見知らぬ側面
がたり、と用具倉庫の扉に触れて音を立てたのは、決して潮江文次郎が信念に背いて油断をしていたわけではない。
むしろ人を訪ねる時に気配も音も消し去っていたのでは不自然に過ぎる。そんな言い訳に似た文言を心中に連ねながら、文次郎は薄暗い倉庫の中を見回した。
「失礼する、食満留三郎はいるか」
聞くまでもない問いだった。用具倉庫は入り口から全てが見渡せる造りにはなっておらず、棚を何度か迂回しないと奥までは辿り着けない。
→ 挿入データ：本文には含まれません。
use std::collections::BTreeMap;
use std::time::Duration;

use capflow_types::artifact::SlotDataType;
use capflow_types::capsule::{CapsuleCategory, CapsuleTypeMeta, ConfigFieldType};
use serde_json::{Value, json};

use super::{field, required, slot, with_default, with_help, with_options};
use crate::capsule::behavior::{Capsule, CapsuleContext, CapsuleOutput, CapsuleRunError, value_to_text};
use crate::capsule::services::HttpRequestSpec;
use crate::capsule::template::TemplateScope;

const DEFAULT_TIMEOUT_SECS: u64 = 30;

/// Calls an HTTP endpoint through `CapsuleServices::http_request`.
pub struct HttpRequestCapsule {
    meta: CapsuleTypeMeta,
}

impl HttpRequestCapsule {
    pub const TYPE_KEY: &'static str = "http-request";

    pub fn new() -> Self {
        Self {
            meta: CapsuleTypeMeta {
                type_key: Self::TYPE_KEY.to_string(),
                name: "HTTP Request".to_string(),
                description: "Calls an HTTP endpoint and emits the response".to_string(),
                icon: "globe".to_string(),
                category: CapsuleCategory::Processor,
                config_schema: vec![
                    with_help(
                        required(field("url", "URL", ConfigFieldType::Url)),
                        "Supports {{vars.x}} and {{inputs.slot}} placeholders",
                    ),
                    with_options(
                        with_default(field("method", "Method", ConfigFieldType::Select), json!("GET")),
                        &["GET", "POST", "PUT", "PATCH", "DELETE"],
                    ),
                    field("headers", "Headers", ConfigFieldType::Json),
                    field("body", "Body", ConfigFieldType::Textarea),
                    with_default(
                        field("timeout_secs", "Timeout (seconds)", ConfigFieldType::Number),
                        json!(DEFAULT_TIMEOUT_SECS),
                    ),
                    with_default(
                        field("fail_on_error_status", "Fail on 4xx/5xx", ConfigFieldType::Boolean),
                        json!(true),
                    ),
                ],
                default_inputs: vec![slot("body", "Request body", SlotDataType::Any, false)],
                default_outputs: vec![
                    slot("response", "Response", SlotDataType::Json, false),
                    slot("body", "Response body", SlotDataType::Text, false),
                ],
                testable: true,
            },
        }
    }
}

impl Default for HttpRequestCapsule {
    fn default() -> Self {
        Self::new()
    }
}

impl Capsule for HttpRequestCapsule {
    fn meta(&self) -> &CapsuleTypeMeta {
        &self.meta
    }

    async fn execute(&self, ctx: CapsuleContext<'_>) -> Result<CapsuleOutput, CapsuleRunError> {
        let scope = TemplateScope {
            inputs: ctx.inputs,
            variables: ctx.variables,
        };

        let url = scope.render(ctx.require_str("url")?);
        let method = ctx.config_str("method").unwrap_or("GET").to_uppercase();

        let headers: BTreeMap<String, String> = match ctx.config.get("headers") {
            Some(Value::Object(map)) => map
                .iter()
                .map(|(k, v)| (k.clone(), scope.render(&value_to_text(v))))
                .collect(),
            Some(Value::String(s)) if !s.trim().is_empty() => {
                serde_json::from_str::<BTreeMap<String, String>>(s)
                    .map_err(|e| CapsuleRunError::Config(format!("headers: {e}")))?
                    .into_iter()
                    .map(|(k, v)| (k, scope.render(&v)))
                    .collect()
            }
            _ => BTreeMap::new(),
        };

        // An upstream payload on the `body` input wins over the configured body.
        let body = match ctx.input_text("body") {
            Some(text) => Some(text),
            None => ctx.config_str("body").map(|b| scope.render(b)),
        };

        let timeout_secs = match ctx.config.get("timeout_secs") {
            Some(Value::Number(n)) => n.as_u64(),
            Some(Value::String(s)) => s.trim().parse().ok(),
            _ => None,
        }
        .unwrap_or(DEFAULT_TIMEOUT_SECS);

        let fail_on_error_status = ctx
            .config
            .get("fail_on_error_status")
            .and_then(Value::as_bool)
            .unwrap_or(true);

        let response = ctx
            .services
            .http_request(HttpRequestSpec {
                method: method.clone(),
                url: url.clone(),
                headers,
                body,
                timeout: Some(Duration::from_secs(timeout_secs)),
            })
            .await?;

        if fail_on_error_status && !response.is_success() {
            return Err(CapsuleRunError::Failed(format!(
                "{method} {url} returned status {}",
                response.status
            )));
        }

        let parsed_body =
            serde_json::from_str::<Value>(&response.body).unwrap_or(Value::String(response.body.clone()));
        let status = response.status;

        Ok(CapsuleOutput::new()
            .with_json(
                "response",
                json!({
                    "status": status,
                    "headers": response.headers,
                    "body": parsed_body,
                }),
            )
            .with_text("body", response.body, "text/plain")
            .log(format!("{method} {url} -> {status}")))
    }
}

#[cfg(test)]
mod tests {
    use super::*;
    use crate::capsule::services::{
        CapsuleServices, HttpResponseData, LlmPrompt, ServiceError, SimulatedServices,
    };
    use std::collections::HashMap;
    use std::future::Future;
    use std::pin::Pin;

    struct StatusServices(u16);

    impl CapsuleServices for StatusServices {
        fn http_request(
            &self,
            _request: HttpRequestSpec,
        ) -> Pin<Box<dyn Future<Output = Result<HttpResponseData, ServiceError>> + Send + '_>>
        {
            let status = self.0;
            Box::pin(async move {
                Ok(HttpResponseData {
                    status,
                    headers: BTreeMap::new(),
                    body: "nope".to_string(),
                })
            })
        }

        fn llm_complete(
            &self,
            _prompt: LlmPrompt,
        ) -> Pin<Box<dyn Future<Output = Result<String, ServiceError>> + Send + '_>> {
            Box::pin(async { Err(ServiceError::NotConfigured("llm".to_string())) })
        }
    }

    fn config(value: Value) -> serde_json::Map<String, Value> {
        value.as_object().cloned().unwrap()
    }

    #[tokio::test]
    async fn renders_url_template_and_parses_json_body() {
        let capsule = HttpRequestCapsule::new();
        let config = config(json!({"url": "https://api.example.com/{{vars.topic}}", "method": "post"}));
        let variables = config_vars();
        let inputs = HashMap::new();
        let output = capsule
            .execute(CapsuleContext {
                node_id: "fetch",
                config: &config,
                inputs: &inputs,
                variables: &variables,
                services: &SimulatedServices,
            })
            .await
            .unwrap();

        let response = output.to_json()["response"].clone();
        assert_eq!(response["status"], 200);
        assert_eq!(response["body"]["url"], "https://api.example.com/rust");
        assert_eq!(response["body"]["method"], "POST");
    }

    fn config_vars() -> serde_json::Map<String, Value> {
        json!({"topic": "rust"}).as_object().cloned().unwrap()
    }

    #[tokio::test]
    async fn error_status_fails_attempt() {
        let capsule = HttpRequestCapsule::new();
        let config = config(json!({"url": "https://api.example.com"}));
        let variables = serde_json::Map::new();
        let inputs = HashMap::new();
        let err = capsule
            .execute(CapsuleContext {
                node_id: "fetch",
                config: &config,
                inputs: &inputs,
                variables: &variables,
                services: &StatusServices(503),
            })
            .await
            .unwrap_err();
        assert!(err.to_string().contains("503"));
    }

    #[tokio::test]
    async fn error_status_tolerated_when_disabled() {
        let capsule = HttpRequestCapsule::new();
        let config = config(json!({"url": "https://api.example.com", "fail_on_error_status": false}));
        let variables = serde_json::Map::new();
        let inputs = HashMap::new();
        let output = capsule
            .execute(CapsuleContext {
                node_id: "fetch",
                config: &config,
                inputs: &inputs,
                variables: &variables,
                services: &StatusServices(404),
            })
            .await
            .unwrap();
        assert_eq!(output.to_json()["response"]["status"], 404);
        assert_eq!(output.to_json()["body"], "nope");
    }
}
しかし文次郎は一見しただけで留三郎は不在だと判断していた。気配がない、というのも理由の一つではあったが、文次郎はそこから確信に至る情報を持っていた。
「会計委員会委員長の、潮江文次郎先輩」
お約束の誰に聞かせるでもない解説をしながら、正面の棚を確認していた後輩が慌てて走り寄ってくる。用具委員の三年生、富松作兵衛だ。どことなく怯えたような表情で、文次郎を上目遣いに見た。
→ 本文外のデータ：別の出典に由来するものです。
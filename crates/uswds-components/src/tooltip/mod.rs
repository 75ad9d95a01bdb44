//! Tooltip component
//!
//! Moves a trigger's `title` into a generated body element and shows that
//! body while the trigger is focused, hovered or touched. Every signal
//! feeds the same two transitions, expand and collapse; visibility is read
//! back from the body's `is-set` class.

mod position;

pub use position::Side;

use crate::{Behavior, BehaviorError, Config};
use std::cell::RefCell;
use std::collections::HashMap;
use std::rc::Rc;
use uswds_css::{ElementQuery, SelectorList};
use uswds_dom::{Document, DomResult, Event, EventType, ListenerError, NodeId, TimerId};

const VISIBLE_CLASS: &str = "is-set";
const ESCAPE: &str = "Escape";
const FOCUSABLE_TAGS: &[&str] = &["a", "button", "input", "select", "textarea"];

/// Tooltip visibility
#[derive(Debug, Clone, Copy, PartialEq, Eq)]
pub enum TooltipState {
    Collapsed,
    Expanded,
}

/// Class names derived from the configured prefix
struct Classes {
    tooltip: String,
    trigger: String,
    body: String,
}

struct Shared {
    classes: Classes,
    tooltip_selector: SelectorList,
    trigger_selector: SelectorList,
    body_selector: SelectorList,
    hover_delay_ms: u64,
    gap: f64,
    /// Pending hover-dwell timers per trigger
    hover_timers: RefCell<HashMap<NodeId, TimerId>>,
}

/// Tooltip behavior
#[derive(Clone)]
pub struct Tooltip {
    behavior: Behavior,
    shared: Rc<Shared>,
}

impl Tooltip {
    pub fn new(config: &Config) -> Result<Self, BehaviorError> {
        let classes = Classes {
            tooltip: config.class("tooltip"),
            trigger: config.class("tooltip__trigger"),
            body: config.class("tooltip__body"),
        };
        let compile = |selector: String| {
            SelectorList::parse(&selector).map_err(|source| BehaviorError::InvalidSelector {
                behavior: "tooltip".to_string(),
                selector,
                source,
            })
        };

        let shared = Rc::new(Shared {
            tooltip_selector: compile(format!(".{}", classes.tooltip))?,
            trigger_selector: compile(format!(".{}", classes.trigger))?,
            body_selector: compile(format!(".{}", classes.body))?,
            classes,
            hover_delay_ms: config.hover_delay_ms,
            gap: config.tooltip_gap_px,
            hover_timers: RefCell::new(HashMap::new()),
        });

        let trigger = shared.trigger_selector.source().to_string();
        let handler = |f: fn(&Rc<Shared>, &mut Document, NodeId) -> DomResult<()>| {
            let shared = Rc::clone(&shared);
            move |doc: &mut Document, event: &mut Event| -> Result<(), ListenerError> {
                Ok(f(&shared, doc, event.target)?)
            }
        };

        let behavior = Behavior::builder("tooltip")
            .on(EventType::Focus, &trigger, handler(|s, doc, t| s.expand(doc, t)))
            .on(EventType::Blur, &trigger, handler(|s, doc, t| s.collapse(doc, t)))
            .on(EventType::MouseOver, &trigger, handler(Shared::schedule_hover))
            .on(EventType::TouchStart, &trigger, handler(|s, doc, t| s.expand(doc, t)))
            .on(EventType::TouchEnd, &trigger, handler(|s, doc, t| s.collapse(doc, t)))
            .on(EventType::TouchCancel, &trigger, handler(|s, doc, t| s.collapse(doc, t)))
            .on(EventType::MouseOut, &trigger, {
                let shared = Rc::clone(&shared);
                move |doc, event| {
                    // Moving between the trigger's own children is not leaving it
                    if event
                        .related_target
                        .is_some_and(|related| doc.tree.contains(event.target, related))
                    {
                        return Ok(());
                    }
                    shared.cancel_hover(doc, event.target);
                    Ok(shared.collapse(doc, event.target)?)
                }
            })
            .on(EventType::KeyDown, &trigger, {
                let shared = Rc::clone(&shared);
                move |doc, event| {
                    if event.key.as_deref() == Some(ESCAPE) {
                        shared.collapse(doc, event.target)?;
                    }
                    Ok(())
                }
            })
            .on(EventType::NodeRemoved, "*", handler(Shared::release_subtree))
            .init({
                let shared = Rc::clone(&shared);
                move |doc, root| Ok(shared.setup(doc, root)?)
            })
            .teardown({
                let shared = Rc::clone(&shared);
                move |doc, root| Ok(shared.teardown(doc, root)?)
            })
            .build()?;

        Ok(Self { behavior, shared })
    }

    /// Underlying delegated behavior
    pub fn behavior(&self) -> &Behavior {
        &self.behavior
    }

    /// Attach to `root` and set up every trigger under it
    pub fn on(&self, doc: &mut Document, root: NodeId) -> Result<(), BehaviorError> {
        self.behavior.on(doc, root)
    }

    /// Detach from `root`, cancelling hover timers and collapsing every
    /// expanded body under it
    pub fn off(&self, doc: &mut Document, root: NodeId) -> Result<(), BehaviorError> {
        self.behavior.off(doc, root)
    }

    /// Body element generated for `trigger`
    pub fn body_for(&self, doc: &Document, trigger: NodeId) -> Option<NodeId> {
        self.shared.body_for(doc, trigger)
    }

    /// Current state of `trigger`'s tooltip
    pub fn state(&self, doc: &Document, trigger: NodeId) -> Option<TooltipState> {
        let body = self.body_for(doc, trigger)?;
        Some(if doc.tree.has_class(body, VISIBLE_CLASS) {
            TooltipState::Expanded
        } else {
            TooltipState::Collapsed
        })
    }
}

impl Shared {
    /// Turn every eligible `.usa-tooltip` under `root` into a trigger
    fn setup(&self, doc: &mut Document, root: NodeId) -> DomResult<()> {
        let candidates = doc.tree.query_selector_all(root, &self.tooltip_selector);
        let mut count = 0;

        for candidate in candidates {
            if self.is_wrapper(doc, candidate) {
                continue;
            }
            let title = doc.tree.attribute(candidate, "title").unwrap_or_default();
            if title.trim().is_empty() {
                tracing::trace!("Tooltip {} has no title, skipping", candidate);
                continue;
            }
            let title = title.to_string();
            self.setup_trigger(doc, candidate, &title)?;
            count += 1;
        }

        tracing::debug!("Set up {} tooltips under {}", count, root);
        Ok(())
    }

    /// Wrappers are generated `span.usa-tooltip` holding a trigger
    fn is_wrapper(&self, doc: &Document, node: NodeId) -> bool {
        doc.tree
            .element_children(node)
            .into_iter()
            .any(|child| self.trigger_selector.matches(&doc.tree, child))
    }

    fn setup_trigger(&self, doc: &mut Document, trigger: NodeId, title: &str) -> DomResult<()> {
        let Some(parent) = doc.tree.parent(trigger) else {
            return Ok(());
        };
        let body_id = doc.generate_id(&self.classes.body);
        let tree = &mut doc.tree;

        let wrapper = tree.create_element("span");
        tree.set_attribute(wrapper, "class", &self.classes.tooltip)?;
        tree.insert_before(parent, wrapper, Some(trigger))?;
        tree.append_child(wrapper, trigger)?;

        let body = tree.create_element("span");
        tree.set_attribute(body, "class", &self.classes.body)?;
        tree.set_attribute(body, "id", &body_id)?;
        tree.set_attribute(body, "role", "tooltip")?;
        tree.set_attribute(body, "aria-hidden", "true")?;
        tree.set_text_content(body, title)?;
        tree.append_child(wrapper, body)?;

        tree.set_attribute(trigger, "title", "")?;
        tree.replace_class(trigger, &self.classes.tooltip, &self.classes.trigger)?;
        tree.set_attribute(trigger, "aria-describedby", &body_id)?;

        let tag = tree.tag_name(trigger).unwrap_or_default().to_string();
        if tag != "button" {
            tree.set_attribute(trigger, "role", "button")?;
        }
        let focusable = FOCUSABLE_TAGS.contains(&tag.as_str()) || tree.has_attribute(trigger, "tabindex");
        if !focusable {
            tree.set_attribute(trigger, "tabindex", "0")?;
        }
        Ok(())
    }

    fn body_for(&self, doc: &Document, trigger: NodeId) -> Option<NodeId> {
        let wrapper = doc.tree.parent(trigger)?;
        doc.tree
            .element_children(wrapper)
            .into_iter()
            .find(|&child| self.body_selector.matches(&doc.tree, child))
    }

    fn expand(&self, doc: &mut Document, trigger: NodeId) -> DomResult<()> {
        let Some(body) = self.body_for(doc, trigger) else {
            return Ok(());
        };
        self.cancel_hover(doc, trigger);

        doc.tree.add_class(body, VISIBLE_CLASS)?;
        doc.tree.set_attribute(body, "aria-hidden", "false")?;
        self.position(doc, trigger, body)
    }

    fn collapse(&self, doc: &mut Document, trigger: NodeId) -> DomResult<()> {
        match self.body_for(doc, trigger) {
            Some(body) => self.hide_body(doc, body),
            None => Ok(()),
        }
    }

    fn hide_body(&self, doc: &mut Document, body: NodeId) -> DomResult<()> {
        doc.tree.remove_class(body, VISIBLE_CLASS)?;
        doc.tree.set_attribute(body, "aria-hidden", "true")?;
        for side in Side::ORDER {
            doc.tree.remove_class(body, &self.side_class(side))?;
        }
        Ok(())
    }

    fn side_class(&self, side: Side) -> String {
        format!("{}--{}", self.classes.body, side.name())
    }

    fn position(&self, doc: &mut Document, trigger: NodeId, body: NodeId) -> DomResult<()> {
        let preferred = doc
            .tree
            .attribute(trigger, "data-position")
            .and_then(Side::parse)
            .unwrap_or(Side::Top);
        let anchor = doc.bounding_client_rect(trigger);
        let size = doc.bounding_client_rect(body);

        let (side, rect) = position::choose(
            anchor,
            size.width,
            size.height,
            doc.viewport(),
            preferred,
            self.gap,
        );
        tracing::trace!("Tooltip {} placed {} at ({}, {})", body, side.name(), rect.x, rect.y);

        for other in Side::ORDER {
            if other != side {
                doc.tree.remove_class(body, &self.side_class(other))?;
            }
        }
        doc.tree.add_class(body, &self.side_class(side))?;
        doc.tree
            .set_attribute(body, "style", &format!("left: {}px; top: {}px;", rect.x, rect.y))
    }

    /// Expand after the hover dwell unless the pointer leaves first
    fn schedule_hover(self: &Rc<Self>, doc: &mut Document, trigger: NodeId) -> DomResult<()> {
        if self.hover_timers.borrow().contains_key(&trigger) {
            return Ok(());
        }

        let shared = Rc::clone(self);
        let timer = doc.set_timeout(
            self.hover_delay_ms,
            Box::new(move |doc: &mut Document| {
                shared.hover_timers.borrow_mut().remove(&trigger);
                if !doc.tree.is_connected(trigger) {
                    return;
                }
                if let Err(err) = shared.expand(doc, trigger) {
                    tracing::warn!("Hover expand of {} failed: {}", trigger, err);
                }
            }),
        );
        self.hover_timers.borrow_mut().insert(trigger, timer);
        Ok(())
    }

    fn cancel_hover(&self, doc: &mut Document, trigger: NodeId) {
        if let Some(timer) = self.hover_timers.borrow_mut().remove(&trigger) {
            doc.clear_timeout(timer);
        }
    }

    /// Collapse and stop the hover dwell of every trigger in a subtree
    /// about to be removed
    fn release_subtree(self: &Rc<Self>, doc: &mut Document, removed: NodeId) -> DomResult<()> {
        let mut triggers = doc.tree.query_selector_all(removed, &self.trigger_selector);
        if self.trigger_selector.matches(&doc.tree, removed) {
            triggers.insert(0, removed);
        }
        if !triggers.is_empty() {
            tracing::debug!("Releasing {} tooltip triggers under removed {}", triggers.len(), removed);
        }
        for trigger in triggers {
            self.cancel_hover(doc, trigger);
            self.collapse(doc, trigger)?;
        }
        Ok(())
    }

    fn teardown(&self, doc: &mut Document, root: NodeId) -> DomResult<()> {
        let pending: Vec<NodeId> = self
            .hover_timers
            .borrow()
            .keys()
            .copied()
            .filter(|&trigger| doc.tree.contains(root, trigger))
            .collect();
        for trigger in pending {
            self.cancel_hover(doc, trigger);
        }

        let expanded: Vec<NodeId> = doc
            .tree
            .query_selector_all(root, &self.body_selector)
            .into_iter()
            .filter(|&body| doc.tree.has_class(body, VISIBLE_CLASS))
            .collect();
        tracing::debug!("Collapsing {} tooltips under {}", expanded.len(), root);
        for body in expanded {
            self.hide_body(doc, body)?;
        }
        Ok(())
    }
}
「すみません、食満委員長は先程出かけてしまいまして……ご用事ですか?」
他にわちゃわちゃと駆けてきたり棚に隠れてじっとこちらを伺うような一年生はこれまた不在のようだ。
文次郎の眼前に立った三年生は、用事だったらまた喧嘩になるのだろうかといった不安が顔に表れている。忍者がそう簡単に心中を悟らせてどうする、と怒鳴りたいのを文次郎は抑えた。
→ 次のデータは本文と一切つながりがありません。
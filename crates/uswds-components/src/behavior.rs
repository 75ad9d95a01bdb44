//! Behavior binder
//!
//! A behavior is a fixed table of (event type, selector, handler) entries
//! plus optional `init`/`teardown` hooks. Binding it to a root installs one
//! delegating listener per event type on that root; the listener walks from
//! the event target up to the root and hands the event to the handler of
//! the first node matching a selector registered for that event type.

use crate::BehaviorError;
use crate::select::resolve_root;
use std::cell::RefCell;
use std::collections::HashMap;
use std::rc::Rc;
use uswds_css::SelectorList;
use uswds_dom::{Document, Event, EventType, Listener, ListenerError, ListenerId, ListenerOptions, NodeId};

/// Delegated event handler. `event.target` is the element that matched.
pub type Handler = Rc<dyn Fn(&mut Document, &mut Event) -> Result<(), ListenerError>>;

/// Lifecycle hook receiving the bound root
pub type Hook = Rc<dyn Fn(&mut Document, NodeId) -> Result<(), ListenerError>>;

struct Delegate {
    selector: SelectorList,
    handler: Handler,
}

/// Builder for [`Behavior`]
pub struct BehaviorBuilder {
    name: String,
    entries: Vec<(EventType, String, Handler)>,
    init: Option<Hook>,
    teardown: Option<Hook>,
}

impl BehaviorBuilder {
    /// Handle `event_type` for elements matching `selector`
    pub fn on<F>(mut self, event_type: EventType, selector: &str, handler: F) -> Self
    where
        F: Fn(&mut Document, &mut Event) -> Result<(), ListenerError> + 'static,
    {
        let handler: Handler = Rc::new(handler);
        self.entries.push((event_type, selector.to_string(), handler));
        self
    }

    /// Run after every successful attach
    pub fn init<F>(mut self, hook: F) -> Self
    where
        F: Fn(&mut Document, NodeId) -> Result<(), ListenerError> + 'static,
    {
        self.init = Some(Rc::new(hook));
        self
    }

    /// Run after every detach
    pub fn teardown<F>(mut self, hook: F) -> Self
    where
        F: Fn(&mut Document, NodeId) -> Result<(), ListenerError> + 'static,
    {
        self.teardown = Some(Rc::new(hook));
        self
    }

    /// Compile every selector and freeze the table
    pub fn build(self) -> Result<Behavior, BehaviorError> {
        let mut events: Vec<(EventType, Vec<Delegate>)> = Vec::new();

        for (event_type, selector, handler) in self.entries {
            let selector =
                SelectorList::parse(&selector).map_err(|source| BehaviorError::InvalidSelector {
                    behavior: self.name.clone(),
                    selector,
                    source,
                })?;
            let delegate = Delegate { selector, handler };

            match events.iter_mut().find(|(ty, _)| *ty == event_type) {
                Some((_, delegates)) => delegates.push(delegate),
                None => events.push((event_type, vec![delegate])),
            }
        }

        Ok(Behavior {
            inner: Rc::new(Inner {
                name: self.name,
                events: events
                    .into_iter()
                    .map(|(ty, delegates)| (ty, Rc::new(delegates)))
                    .collect(),
                init: self.init,
                teardown: self.teardown,
                attached: RefCell::new(HashMap::new()),
            }),
        })
    }
}

struct Inner {
    name: String,
    events: Vec<(EventType, Rc<Vec<Delegate>>)>,
    init: Option<Hook>,
    teardown: Option<Hook>,
    /// Listeners installed per bound root
    attached: RefCell<HashMap<NodeId, Vec<ListenerId>>>,
}

/// A bindable set of delegated handlers. Clones share attachment state.
#[derive(Clone)]
pub struct Behavior {
    inner: Rc<Inner>,
}

impl Behavior {
    /// Start building a behavior called `name`
    pub fn builder(name: &str) -> BehaviorBuilder {
        BehaviorBuilder {
            name: name.to_string(),
            entries: Vec::new(),
            init: None,
            teardown: None,
        }
    }

    pub fn name(&self) -> &str {
        &self.inner.name
    }

    /// Event types this behavior listens for
    pub fn event_types(&self) -> impl Iterator<Item = EventType> + '_ {
        self.inner.events.iter().map(|(ty, _)| *ty)
    }

    /// Check if the behavior is bound to `root`
    pub fn is_attached(&self, doc: &Document, root: NodeId) -> bool {
        let root = resolve_root(doc, root);
        self.inner.attached.borrow().contains_key(&root)
    }

    /// Bind to `root` and run `init`. Binding an already bound root does
    /// nothing.
    pub fn on(&self, doc: &mut Document, root: NodeId) -> Result<(), BehaviorError> {
        let root = resolve_root(doc, root);
        if self.inner.attached.borrow().contains_key(&root) {
            tracing::trace!("{} already attached to {}", self.inner.name, root);
            return Ok(());
        }

        let ids: Vec<ListenerId> = self
            .inner
            .events
            .iter()
            .map(|(event_type, delegates)| {
                // Non-bubbling events only reach the root while capturing
                let options = if event_type.bubbles() {
                    ListenerOptions::default()
                } else {
                    ListenerOptions::capture()
                };
                let listener = delegating_listener(&self.inner.name, root, Rc::clone(delegates));
                doc.add_event_listener(root, *event_type, options, listener)
            })
            .collect();

        tracing::debug!("Attached {} to {} ({} listeners)", self.inner.name, root, ids.len());
        self.inner.attached.borrow_mut().insert(root, ids);

        self.run_hook(self.inner.init.as_ref(), "init", doc, root)
    }

    /// Remove this behavior's listeners from `root` and run `teardown`.
    /// Unbound roots are ignored.
    pub fn off(&self, doc: &mut Document, root: NodeId) -> Result<(), BehaviorError> {
        let root = resolve_root(doc, root);
        let Some(ids) = self.inner.attached.borrow_mut().remove(&root) else {
            return Ok(());
        };

        for id in ids {
            doc.remove_event_listener(id);
        }
        tracing::debug!("Detached {} from {}", self.inner.name, root);

        self.run_hook(self.inner.teardown.as_ref(), "teardown", doc, root)
    }

    fn run_hook(
        &self,
        hook: Option<&Hook>,
        name: &'static str,
        doc: &mut Document,
        root: NodeId,
    ) -> Result<(), BehaviorError> {
        let Some(hook) = hook else {
            return Ok(());
        };
        hook(doc, root).map_err(|source| BehaviorError::Hook {
            behavior: self.inner.name.clone(),
            hook: name,
            root,
            source,
        })
    }
}

impl std::fmt::Debug for Behavior {
    fn fmt(&self, f: &mut std::fmt::Formatter<'_>) -> std::fmt::Result {
        f.debug_struct("Behavior")
            .field("name", &self.inner.name)
            .field("events", &self.event_types().collect::<Vec<_>>())
            .field("roots", &self.inner.attached.borrow().len())
            .finish()
    }
}

fn delegating_listener(name: &str, root: NodeId, delegates: Rc<Vec<Delegate>>) -> Listener {
    let name = name.to_string();
    Rc::new(move |doc: &mut Document, event: &mut Event| {
        let mut current = Some(event.target);

        while let Some(node) = current {
            let matched = delegates
                .iter()
                .find(|d| d.selector.matches(&doc.tree, node));

            if let Some(delegate) = matched {
                tracing::trace!(
                    "{}: {} on {} matched `{}` at {}",
                    name,
                    event.event_type,
                    event.target,
                    delegate.selector,
                    node
                );
                let handler = Rc::clone(&delegate.handler);
                let mut delegated = event.rebased(node);
                let result = handler(doc, &mut delegated);
                event.absorb(&delegated);
                return result;
            }

            if node == root {
                break;
            }
            current = doc.tree.parent(node);
        }
        Ok(())
    })
}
本人がいるならばやぶさかではないが、話が進まないのは本意ではない。
「用具の貸し出しを頼みたいんだが、話は聞いているか?」
普段用が無ければ、どころか用があっても近づかない用具倉庫にやってきた理由がそれだと聞いて、作兵衛は目を瞬かせた。
しかも口ぶりからすれば、委員長には話を通しているということになる。珍しいこともあるものだと思いながらも、伝言も何も聞いていない作兵衛は視線を巡らせた。